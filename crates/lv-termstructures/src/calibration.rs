//! `DupireCalibrator`: market data → total-variance surface → local vol.

use std::sync::Arc;

use lv_core::{Result, Settings};

use crate::local_vol_surface::{DupireDenominator, LocalVolatilityField};
use crate::market_data::MarketData;
use crate::variance_surface::VarianceSurface;

/// Output of [`DupireCalibrator::calibrate`].
#[derive(Debug, Clone)]
pub struct Calibration {
    /// The fitted total-variance surface.
    pub variance_surface: Arc<VarianceSurface>,
    /// The local volatility field over it.
    pub local_vol: Arc<LocalVolatilityField>,
}

/// Builds a [`LocalVolatilityField`] from [`MarketData`].
#[derive(Debug, Clone)]
pub struct DupireCalibrator {
    market: Arc<MarketData>,
    settings: Settings,
    denominator: DupireDenominator,
}

impl DupireCalibrator {
    /// Calibrator with default settings.
    pub fn new(market: Arc<MarketData>) -> Self {
        Self {
            market,
            settings: Settings::default(),
            denominator: DupireDenominator::default(),
        }
    }

    /// Use the finite-difference step and floor of `settings`.
    ///
    /// # Errors
    /// [`lv_core::Error::Config`] if the settings do not validate.
    pub fn with_settings(mut self, settings: &Settings) -> Result<Self> {
        settings.validate()?;
        self.settings = settings.clone();
        Ok(self)
    }

    /// Select the Dupire denominator form.
    pub fn with_denominator(mut self, denominator: DupireDenominator) -> Self {
        self.denominator = denominator;
        self
    }

    /// The market data being calibrated.
    pub fn market(&self) -> &Arc<MarketData> {
        &self.market
    }

    /// Fit the total-variance surface and derive the local vol field.
    ///
    /// Calendar arbitrage and negative total variance in the fit are logged
    /// as warnings; they do not fail the calibration.
    pub fn calibrate(&self) -> Result<Calibration> {
        let surface = Arc::new(VarianceSurface::new(Arc::clone(&self.market))?);

        let node_ks: Vec<_> = surface
            .log_moneyness_nodes()
            .into_iter()
            .flatten()
            .copied()
            .collect();
        let calendar = surface.calendar_arbitrage(&node_ks);
        if !calendar.is_empty() {
            tracing::warn!(
                violations = calendar.len(),
                first_k = calendar[0].log_moneyness,
                first_t = calendar[0].t_start,
                "total variance decreases with maturity"
            );
        }
        let negative = surface.negative_variance_points();
        if !negative.is_empty() {
            tracing::warn!(points = negative.len(), "fitted total variance is negative");
        }

        let local_vol = LocalVolatilityField::new(Arc::clone(&surface))
            .with_fd_step(self.settings.fd_step)?
            .with_eps(self.settings.denominator_floor)?
            .with_denominator(self.denominator);

        tracing::debug!(
            fd_step = local_vol.fd_step(),
            eps = local_vol.eps(),
            denominator = ?local_vol.denominator(),
            "calibrated local volatility field"
        );

        Ok(Calibration {
            variance_surface: surface,
            local_vol: Arc::new(local_vol),
        })
    }
}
+ + + +
**ACTIVITY**:
Search the records for the string "VarianceSurface" and return every line in which it occurs.

**COMPLETED TASK**:
use crate::variance_surface::VarianceSurface;
    pub variance_surface: Arc<VarianceSurface>,
        let surface = Arc::new(VarianceSurface::new(Arc::clone(&self.market))?);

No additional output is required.